The project that's got a lot of East East Anglia fuming is the proposed imposition of a 110 mile line of pylons all the way from Norwich to the Thames. It's needed to help connect an increasing number of wind farms in the North Sea to population centres in London and the southeast, because it's no good having all that cheap energy if you can't deliver it. But it also means plonking 50m-high pylons across swathes of rural Norfolk, Suffolk and Essex, for whose residents this is all pain and no gain. [map]
The route starts just outside the ring road at the 50 year-old Norwich Main substation which is being massively extended to cope with inflow from Hornsea Project Three and Equinor Sheringham Shoal and Dudgeon. It then runs south across field after field to almost-Ipswich, almost-Colchester and almost-Chelmsford, diverting slightly to link to the East Anglia Connection Node on the Tendring Peninsula. The end target is an upgraded Tilbury Substation, just downriver from the port, where the energy generated by offshore windfarms will be connected to the transmission network. In the latest version of the consultation they've agreed to bury the cables across Constable Country in the Dedham Vale, which has pleased some, but elsewhere it's pylons all the way despoiling the landscape and furious communities who don't want to have to look at them. As here.
This is where the megapylons will cross Shelfanger Road, just north of Diss by the awkward double bend on the B1077. As you can see it's an open arable landscape, or if you can't see that sorry but this was the best photo I could take through the windscreen. Telegraph poles already stalk the wheatfields so the area's not exactly pristine, but they're not the lofty metal whoppers proposed to dominate instead. "I've never seen people either quite so angry or quite so in despair," said Diss's local county councillor. "I think this development, even the prospect of it, has stolen a lot of my happiness," said Gillian who lives just up the road in Bunwell.

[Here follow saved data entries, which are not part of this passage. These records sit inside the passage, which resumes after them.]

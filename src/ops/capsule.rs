//! Capsule-network helpers: the squash nonlinearity, a stable vector norm
//! and the initializer for vote transformation matrices.

use burn::tensor::{Tensor, TensorData, backend::Backend};
use rand::{Rng, SeedableRng};
use rand_chacha::ChaCha8Rng;
use rand_distr::StandardNormal;
use serde::{Deserialize, Serialize};

use crate::errors::{Result, SeparationError};

/// Epsilon inside the square roots of [`squash`] and [`safe_norm`].
pub const CAPSULE_EPSILON: f64 = 1e-7;

/// Truncated normal samples are redrawn beyond this many deviations.
const TRUNCATION: f64 = 2.0;

/// `s * |s|² / (1 + |s|²) / sqrt(|s|² + eps)` along `dim`.
pub fn squash<B: Backend, const D: usize>(s: Tensor<B, D>, dim: usize) -> Tensor<B, D> {
    let dims = s.dims();
    let squared_norm = s.clone().powf_scalar(2.0).sum_dim(dim);
    let norm = squared_norm.clone().add_scalar(CAPSULE_EPSILON).sqrt();
    let factor = squared_norm.clone() / squared_norm.add_scalar(1.0) / norm;
    s * factor.expand(dims)
}

/// `sqrt(sum(s²) + eps)` along `dim`; the reduced dimension is kept with
/// size 1.
pub fn safe_norm<B: Backend, const D: usize>(s: Tensor<B, D>, dim: usize) -> Tensor<B, D> {
    s.powf_scalar(2.0)
        .sum_dim(dim)
        .add_scalar(CAPSULE_EPSILON)
        .sqrt()
}

/// Which fan the initializer scale is divided by.
#[derive(Debug, Clone, Copy, PartialEq, Eq, Serialize, Deserialize)]
#[serde(rename_all = "snake_case")]
pub enum FanMode {
    FanIn,
    FanOut,
    FanAvg,
}

impl FanMode {
    pub fn from_name(name: &str) -> Result<Self> {
        match name {
            "fan_in" => Ok(Self::FanIn),
            "fan_out" => Ok(Self::FanOut),
            "fan_avg" => Ok(Self::FanAvg),
            other => Err(SeparationError::configuration(
                "mode",
                format!("unknown fan mode `{other}`, expected fan_in, fan_out or fan_avg"),
            )),
        }
    }
}

#[derive(Debug, Clone, Copy, PartialEq, Eq, Serialize, Deserialize)]
#[serde(rename_all = "snake_case")]
pub enum InitDistribution {
    /// Normal truncated at two standard deviations.
    Normal,
    Uniform,
}

impl InitDistribution {
    /// Case-insensitive.
    pub fn from_name(name: &str) -> Result<Self> {
        match name.to_ascii_lowercase().as_str() {
            "normal" => Ok(Self::Normal),
            "uniform" => Ok(Self::Uniform),
            _ => Err(SeparationError::configuration(
                "distribution",
                format!("unknown distribution `{name}`, expected normal or uniform"),
            )),
        }
    }
}

/// Initializer for capsule vote transformation matrices shaped
/// `[caps_in, dim_in, caps_out, dim_out]`.
///
/// The fan-in is `dim_in` and the fan-out `dim_out`. With a seed the draw is
/// reproducible.
#[derive(Debug, Clone, PartialEq, Serialize, Deserialize)]
pub struct VoteTransformInitializer {
    scale: f64,
    mode: FanMode,
    distribution: InitDistribution,
    seed: Option<u64>,
}

impl VoteTransformInitializer {
    pub fn new(
        scale: f64,
        mode: FanMode,
        distribution: InitDistribution,
        seed: Option<u64>,
    ) -> Result<Self> {
        let initializer = Self {
            scale,
            mode,
            distribution,
            seed,
        };
        initializer.validate()?;
        Ok(initializer)
    }

    pub fn validate(&self) -> Result<()> {
        if !(self.scale > 0.0) {
            return Err(SeparationError::configuration(
                "scale",
                format!("must be a positive float, got {}", self.scale),
            ));
        }
        Ok(())
    }

    pub fn scale(&self) -> f64 {
        self.scale
    }

    pub fn mode(&self) -> FanMode {
        self.mode
    }

    pub fn distribution(&self) -> InitDistribution {
        self.distribution
    }

    pub fn seed(&self) -> Option<u64> {
        self.seed
    }

    /// Variance scale after dividing by the selected fan.
    pub fn fan_scale(&self, shape: [usize; 4]) -> f64 {
        let fan_in = shape[1] as f64;
        let fan_out = shape[3] as f64;
        let fan = match self.mode {
            FanMode::FanIn => fan_in,
            FanMode::FanOut => fan_out,
            FanMode::FanAvg => (fan_in + fan_out) / 2.0,
        };
        self.scale / fan.max(1.0)
    }

    /// Host-side samples in row-major order.
    pub fn sample(&self, shape: [usize; 4]) -> Result<Vec<f32>> {
        self.validate()?;
        let count: usize = shape.iter().product();
        let scale = self.fan_scale(shape);
        let mut rng = match self.seed {
            Some(seed) => ChaCha8Rng::seed_from_u64(seed),
            None => ChaCha8Rng::from_os_rng(),
        };

        let values = match self.distribution {
            InitDistribution::Normal => {
                let stddev = scale.sqrt();
                (0..count)
                    .map(|_| loop {
                        let value: f64 = rng.sample(StandardNormal);
                        if value.abs() <= TRUNCATION {
                            break (value * stddev) as f32;
                        }
                    })
                    .collect()
            }
            InitDistribution::Uniform => {
                let limit = (3.0 * scale).sqrt();
                (0..count)
                    .map(|_| rng.random_range(-limit..limit) as f32)
                    .collect()
            }
        };
        Ok(values)
    }

    /// Draws a tensor of the given shape.
    pub fn init<B: Backend>(&self, shape: [usize; 4], device: &B::Device) -> Result<Tensor<B, 4>> {
        let values = self.sample(shape)?;
        Ok(Tensor::from_data(TensorData::new(values, shape), device))
    }
}

/// Vote initializer with `fan_avg` scaling and a uniform distribution.
pub fn capsule_initializer(scale: f64, seed: Option<u64>) -> Result<VoteTransformInitializer> {
    VoteTransformInitializer::new(scale, FanMode::FanAvg, InitDistribution::Uniform, seed)
}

For those who'll benefit from the transfer of green electricity, which is millions of people elsewhere, this moaning is all a bit NIMBY. Pylons aren't exactly a new thing and many areas across the country already have them and manage to live perfectly oblivious lives. My auntie lived under the pylons fanning out from Sizewell for decades and you never heard her moaning about the cables that stalked her lovely garden. Obviously it'd be nicer if all the new pylons were replaced by buried cables or undersea routes, preserving local loveliness, but that'd be prohibitively expensive and also much slower and sometimes you just have to get on and build stuff. Expect a lot more of this kind of tension as the new government goes for growth and if you happen to live in the way bad luck, somebody somewhere has to take the hit to keep the lights on.